Dans un contexte sociosanitaire extrêmement fragile et inadapté pour pratiquer des soins de qualité, soumis en permanence aux multiples dysfonctionnements techniques et sociaux, il faut une part d'héroïsme au quotidien des résidents, pour ne pas craquer moralement. Quand les responsables ignorent le travail réel assuré par les résidents, la posture la plus logique est d'être à l'écoute de leurs contraintes de travail, en s'interdisant de prononcer publiquement et de façon péremptoire des mots qui sonnent faux, comme celui de désordre ou d'anarchie. Nos études l'ont montré amplement : les résidents sont les chevilles ouvrières dans un espace médical qui ne leur accorde ni reconnaissance sociale, ni un statut digne du travail inlassable réalisé de façon invisible, tortueuse, discontinue et où l'inventivité et le bricolage semblent se conjuguer pour tenter d'assurer dans l'ombre le geste qui peut sauver le malade. Force est d'observer que tous ces actes sont produits et reproduits dans la distance sociale avec la bureaucratie sanitaire vautrée dans des bureaux luxueux. Celle-ci est en effet très éloignée des préoccupations socioprofessionnelles du personnel de santé, reproduisant le statu quo administratif qui n'implique aucune prise de risque, puisque tous les chiffres transmis mécaniquement, ne font que conforter la hiérarchie politico-administrative qui a la fausse certitude de l'existence d'un système de soins « performant », puisque les rapports le disent !

Il faut prendre le temps de les observer courir et se démener, dans tous les sens, pour assurer le geste médical, transporter le malade vers la salle d'opération ou vers l'espace de radiographie. Les résidents, monsieur le premier ministre, sont perçus comme des médecins de seconde zone, que les pouvoirs publics mutent administrativement et parfois très aveuglément, sans tenir compte des besoins réels de tel ou tel hôpital, pour pratiquer une médecine fortement amputée de moyens, dans des zones géographiques démunies, parfois sans logement, ne leur permettant pas d'accéder à des conditions de vie dignes d'une élite en formation. Ils sont considérés comme des subalternes malmenés, devant sauver les « meubles » qui risqueraient de brûler sans leur intervention. Ils sont contraints d'assurer les mauvaises tâches dans une institution sanitaire qui fonctionne sans aucune autonomie, attendant de recevoir les injonctions pour acquérir un équipement donné, recruter un agent, une femme de ménage, etc.

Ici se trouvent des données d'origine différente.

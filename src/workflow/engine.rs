//! Workflow engine
//!
//! This module contains the engine that orchestrates the workflow steps.

use std::env;
use std::path::{Path, PathBuf};

use anyhow::{Result, anyhow, bail};
use colored::Colorize;
use log::{debug, info, warn};

use crate::config::{AppConfig, read_or_default};
use crate::hosts::{FsItem, Manifest, scan_directory};
use crate::item::{ItemKind, RenameTarget, Selection};
use crate::logging::format_message;
use crate::pattern::WildcardMode;
use crate::presets::PresetStore;
use crate::session::{DeleteOutcome, LogHost, Prompter, RenameSession, SaveOutcome, Target};
use crate::tokens::RunContext;

use super::context::{Action, RunOptions, WorkflowContext};

/// Settings resolved from the configuration file and the options
struct Environment {
    mode: WildcardMode,
    context: RunContext,
    store: PresetStore,
    target: Target,
}

impl Environment {
    fn load(options: &RunOptions) -> Result<Self> {
        let config: AppConfig = read_or_default(options.config_path.clone())?;
        let mode = if options.any_sequence {
            WildcardMode::AnySequence
        } else {
            config.wildcard_mode
        };
        let store = PresetStore::load(config.presets_path()?)?;
        debug!("Using presets from {}", store.path().display());

        Ok(Environment {
            mode,
            context: RunContext::from_environment(config.project, config.user),
            store,
            target: if options.timeline {
                Target::Timeline
            } else {
                Target::MediaPanel
            },
        })
    }
}

/// Hands out a name given on the command line, forwarding everything else
struct NamedPrompter<'p> {
    name: Option<String>,
    inner: &'p mut dyn Prompter,
}

impl Prompter for NamedPrompter<'_> {
    fn ask_preset_name(&mut self, _default: Option<&str>) -> Option<String> {
        self.name.take()
    }

    fn confirm(&mut self, title: &str, message: &str) -> bool {
        self.inner.confirm(title, message)
    }

    fn notify_error(&mut self, title: &str, message: &str) {
        self.inner.notify_error(title, message);
    }
}

/// Runs one action
///
/// This function orchestrates the workflow steps:
/// 1. Read the configuration and the preset file
/// 2. Build the selection from the manifest, the given paths or the current directory
/// 3. Start a session and apply the preset, find and replace options
/// 4. Show the preview, then rename after confirmation or cancel on a dry run
/// 5. Write the manifest back if any of its items were renamed
///
/// # Errors
/// Returns an error if the configuration, the preset file or the selection
/// cannot be read, or the selection is not eligible for the chosen target.
pub fn execute(
    action: &Action,
    options: RunOptions,
    prompter: &mut dyn Prompter,
) -> Result<WorkflowContext> {
    let environment = Environment::load(&options)?;
    let mut context = WorkflowContext::new(options);

    match action {
        Action::Rename => rename(environment, &mut context, prompter)?,
        Action::ListPresets => list_presets(&environment.store),
        Action::SavePreset {
            name,
            find,
            replace,
        } => save_preset(environment, &mut context, prompter, name, find, replace)?,
        Action::DeletePreset { name } => delete_preset(environment, &mut context, prompter, name)?,
        Action::ListTokens => list_tokens(environment, &mut context)?,
    }

    Ok(context)
}

fn current_directory() -> Result<PathBuf> {
    env::current_dir().map_err(|e| anyhow!("Failed to read the current directory: {e}"))
}

fn collect_fs_items(paths: &[PathBuf]) -> Result<Vec<FsItem>> {
    if paths.is_empty() {
        return Ok(scan_directory(&current_directory()?)?);
    }
    paths
        .iter()
        .map(|path| {
            if !path.exists() {
                bail!("{} does not exist", path.display());
            }
            Ok(FsItem::new(path.clone())?)
        })
        .collect()
}

fn check_scope(target: Target, kinds: &[ItemKind]) -> Result<()> {
    if !target.in_scope(kinds) {
        bail!(
            "The selection contains items that cannot be renamed from the {}",
            match target {
                Target::MediaPanel => "media panel",
                Target::Timeline => "timeline",
            }
        );
    }
    Ok(())
}

/// Builds the selection and hands a started session to `run`
///
/// Manifest items are written back afterwards when `run` reports that
/// names may have changed.
fn with_session<F>(environment: Environment, context: &mut WorkflowContext, run: F) -> Result<()>
where
    F: FnOnce(&mut RenameSession<'_>, &mut WorkflowContext) -> Result<bool>,
{
    let Environment {
        mode,
        context: run_context,
        store,
        target,
    } = environment;

    match context.options.manifest.clone() {
        Some(path) => {
            let mut manifest = Manifest::load(&path)?;
            check_scope(target, &manifest.kinds())?;
            let changed = {
                let selection = Selection::new(
                    manifest
                        .items
                        .iter_mut()
                        .map(|item| item as &mut dyn RenameTarget)
                        .collect(),
                );
                let mut session = target.start(selection, &run_context, store, mode)?;
                run(&mut session, context)?
            };
            if changed {
                save_manifest(&manifest, &path)?;
            }
        }
        None => {
            let mut items = collect_fs_items(&context.options.paths)?;
            let kinds: Vec<_> = items.iter().map(|item| item.kind()).collect();
            check_scope(target, &kinds)?;
            let selection = Selection::new(
                items
                    .iter_mut()
                    .map(|item| item as &mut dyn RenameTarget)
                    .collect(),
            );
            let mut session = target.start(selection, &run_context, store, mode)?;
            run(&mut session, context)?;
        }
    }
    Ok(())
}

fn save_manifest(manifest: &Manifest, path: &Path) -> Result<()> {
    manifest.save(path)?;
    info!("Updated manifest {}", path.display());
    Ok(())
}

fn rename(
    environment: Environment,
    context: &mut WorkflowContext,
    prompter: &mut dyn Prompter,
) -> Result<()> {
    with_session(environment, context, |session, context| {
        let options = context.options.clone();
        if let Some(name) = &options.preset
            && !session.select_preset(name)?
        {
            bail!("No preset named {name}");
        }
        if let Some(find) = &options.find {
            session.set_find(find)?;
        }
        if let Some(replace) = &options.replace {
            session.set_replace(replace)?;
        }

        context.stats.items_selected = session.names().len();
        for (from, to) in session.preview() {
            context.add_planned_rename(&from, &to);
        }
        print_preview(context);

        if context.stats.items_selected == 0 {
            info!("Nothing selected");
        }
        if session.find().is_empty() {
            warn!("Find is empty, no name will change");
        }

        if options.dry_run {
            session.cancel()?;
            context.state = Some(session.state());
            println!("\nRun without --dry flag to rename these items.");
            return Ok(false);
        }

        let question = format!("Rename {} item(s)?", context.pending_changes());
        if !prompter.confirm("Find and Replace", &question) {
            session.cancel()?;
            context.state = Some(session.state());
            return Ok(false);
        }

        let report = session.confirm(&mut LogHost)?;
        context.record_report(&report);
        context.state = Some(session.state());
        Ok(report.renamed() > 0)
    })
}

fn print_preview(context: &WorkflowContext) {
    if context.planned_renames.is_empty() {
        return;
    }
    println!("\nPlanned renames:");
    println!("================");
    for planned in &context.planned_renames {
        if planned.changes() {
            let colored = planned.to.green().to_string();
            println!(
                "  {} -> {}",
                planned.from,
                format_message(&planned.to, &colored)
            );
        } else {
            let colored = "(unchanged)".dimmed().to_string();
            println!(
                "  {} {}",
                planned.from,
                format_message("(unchanged)", &colored)
            );
        }
    }
    println!(
        "\n  Items to be renamed: {} of {}",
        context.pending_changes(),
        context.planned_renames.len()
    );
}

fn list_presets(store: &PresetStore) {
    if store.presets().is_empty() {
        info!("No presets saved in {}", store.path().display());
        return;
    }
    println!("Presets in {}:", store.path().display());
    for preset in store.presets() {
        let colored = preset.name.bold().to_string();
        println!(
            "  {}: find '{}' replace '{}'",
            format_message(&preset.name, &colored),
            preset.find,
            preset.replace
        );
    }
}

/// Opens a session over nothing, for preset management
fn with_empty_session<F>(
    environment: Environment,
    context: &mut WorkflowContext,
    run: F,
) -> Result<()>
where
    F: FnOnce(&mut RenameSession<'_>, &mut WorkflowContext) -> Result<()>,
{
    let Environment {
        mode,
        context: run_context,
        store,
        target,
    } = environment;

    let mut session = target.start(Selection::new(Vec::new()), &run_context, store, mode)?;
    run(&mut session, context)
}

fn save_preset(
    environment: Environment,
    context: &mut WorkflowContext,
    prompter: &mut dyn Prompter,
    name: &str,
    find: &str,
    replace: &str,
) -> Result<()> {
    with_empty_session(environment, context, |session, context| {
        session.set_find(find)?;
        session.set_replace(replace)?;

        let mut named = NamedPrompter {
            name: Some(name.to_string()),
            inner: prompter,
        };
        let outcome = session.save_preset(&mut named)?;
        context.state = Some(session.state());

        match outcome {
            SaveOutcome::Added { persisted, .. } | SaveOutcome::Overwritten { persisted, .. }
                if !persisted =>
            {
                bail!("Preset {name} could not be written to {}", session.store().path().display())
            }
            SaveOutcome::Added { .. } | SaveOutcome::Overwritten { .. } => Ok(()),
            SaveOutcome::Declined { name } => {
                info!("Preset {name} left unchanged");
                Ok(())
            }
            SaveOutcome::Cancelled => Ok(()),
        }
    })
}

fn delete_preset(
    environment: Environment,
    context: &mut WorkflowContext,
    prompter: &mut dyn Prompter,
    name: &str,
) -> Result<()> {
    with_empty_session(environment, context, |session, context| {
        if !session.select_preset(name)? {
            bail!("No preset named {name}");
        }
        let outcome = session.delete_preset(prompter)?;
        context.state = Some(session.state());

        match outcome {
            DeleteOutcome::Deleted {
                persisted: false, ..
            } => bail!(
                "Preset {name} could not be deleted from {}",
                session.store().path().display()
            ),
            DeleteOutcome::Deleted { .. } | DeleteOutcome::NothingSelected => Ok(()),
            DeleteOutcome::Declined { name } => {
                info!("Preset {name} kept");
                Ok(())
            }
        }
    })
}

fn list_tokens(environment: Environment, context: &mut WorkflowContext) -> Result<()> {
    with_session(environment, context, |session, context| {
        println!("Tokens:");
        for token in session.available_tokens() {
            println!(
                "  {:<14} {:<16} {}",
                token.display_name,
                token.placeholder,
                token.value.as_deref().unwrap_or("")
            );
        }
        println!("\nWildcards:");
        for (name, symbol) in session.wildcards() {
            println!("  {name:<14} {symbol}");
        }
        context.state = Some(session.state());
        Ok(false)
    })
}
//! Filesystem items
//!
//! Files are treated as clips and directories as folders. Renaming moves the
//! entry to the new name inside the same parent directory.

use std::fs::{self, read_dir};
use std::path::{Path, PathBuf};

use log::debug;

use crate::errors::{Result, generic_error, mutation_error, persistence_error};
use crate::item::{ItemKind, RenameTarget};
use crate::utils::is_hidden_file;

/// A file or directory on disk
#[derive(Debug, Clone, PartialEq, Eq)]
pub struct FsItem {
    path: PathBuf,
    kind: ItemKind,
}

impl FsItem {
    /// Creates an item for an existing path
    ///
    /// # Errors
    /// Returns an error if the path has no file name or the name is not valid Unicode.
    pub fn new(path: PathBuf) -> Result<Self> {
        let name = path
            .file_name()
            .ok_or_else(|| {
                generic_error(&format!("Failed to get name from path: {}", path.display()))
            })?
            .to_str()
            .ok_or_else(|| generic_error(&format!("Invalid name: {}", path.display())))?;
        debug!("Selected {name}");

        let kind = if path.is_dir() {
            ItemKind::Folder
        } else {
            ItemKind::Clip
        };
        Ok(FsItem { path, kind })
    }

    pub fn path(&self) -> &Path {
        &self.path
    }
}

impl RenameTarget for FsItem {
    fn name(&self) -> String {
        self.path
            .file_name()
            .map(|name| name.to_string_lossy().to_string())
            .unwrap_or_default()
    }

    fn set_name(&mut self, name: &str) -> Result<()> {
        let current = self.name();
        if name.is_empty() {
            return Err(mutation_error(&current, "the new name is empty"));
        }
        if name.contains(['/', '\\']) {
            return Err(mutation_error(&current, "the new name contains a path separator"));
        }

        let target = self.path.with_file_name(name);
        // A case-only change may name this very entry on case-insensitive filesystems
        if target.exists() && !same_entry(&self.path, &target) {
            return Err(mutation_error(
                &current,
                &format!("{} already exists", target.display()),
            ));
        }

        fs::rename(&self.path, &target).map_err(|e| mutation_error(&current, &e.to_string()))?;
        debug!("Moved {} -> {}", self.path.display(), target.display());
        self.path = target;
        Ok(())
    }

    fn kind(&self) -> ItemKind {
        self.kind
    }

    fn context_value(&self) -> Result<Option<String>> {
        Ok(None)
    }
}

/// Whether two existing paths name the same entry on disk
#[cfg(unix)]
fn same_entry(a: &Path, b: &Path) -> bool {
    use std::os::unix::fs::MetadataExt;
    match (fs::symlink_metadata(a), fs::symlink_metadata(b)) {
        (Ok(a), Ok(b)) => a.dev() == b.dev() && a.ino() == b.ino(),
        _ => false,
    }
}

#[cfg(not(unix))]
fn same_entry(a: &Path, b: &Path) -> bool {
    match (fs::canonicalize(a), fs::canonicalize(b)) {
        (Ok(a), Ok(b)) => a == b,
        _ => false,
    }
}

/// Lists the visible entries of a directory, sorted by name
///
/// # Errors
/// Returns a persistence error if the directory cannot be read.
pub fn scan_directory(directory: &Path) -> Result<Vec<FsItem>> {
    debug!("Scanning directory: {}", directory.display());

    let mut paths: Vec<PathBuf> = read_dir(directory)
        .map_err(|e| persistence_error(e, directory.to_path_buf(), "read directory"))?
        .filter_map(std::result::Result::ok)
        .map(|entry| entry.path())
        .filter(|path| !is_hidden_file(path))
        .collect();
    paths.sort();

    let items: Vec<FsItem> = paths
        .into_iter()
        .filter_map(|path| FsItem::new(path).ok())
        .collect();
    debug!("Found {} entries in directory", items.len());

    Ok(items)
}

Les résidents deviennent, par la force des choses, des bouc-émissaires, obligés de cacher les failles d'un système de soins qui s'est construit sans eux et en dehors d'eux. Ils sont contraints d'accepter des conditions sociales et techniques anomiques qui sont insupportables humainement. Est-ce donc « illogique », monsieur Le premier ministre, de souhaiter, des modalités techniques et sociales de travail plus appropriées ? N'ont-ils donc pas le droit d'exercer dans la dignité, au regard d'une activité médicale porteuse de risques importants, ayant un pouvoir sur la vie des personnes ? On ne peut pas « sacraliser le travail », comme vous le souhaitez, monsieur le premier ministre, en effaçant d'un seul trait, leurs revendications légitimes et urgentes qui vont précisément dans le sens de l'amélioration du système de soins algérien et donc de la reconnaissance publique et politique de leur double activité de médecin et d'étudiant. Nous remercions les responsables du quotidien en ligne le « Journal oranais » de nous avoir autorisé à reproduire une partie de notre article.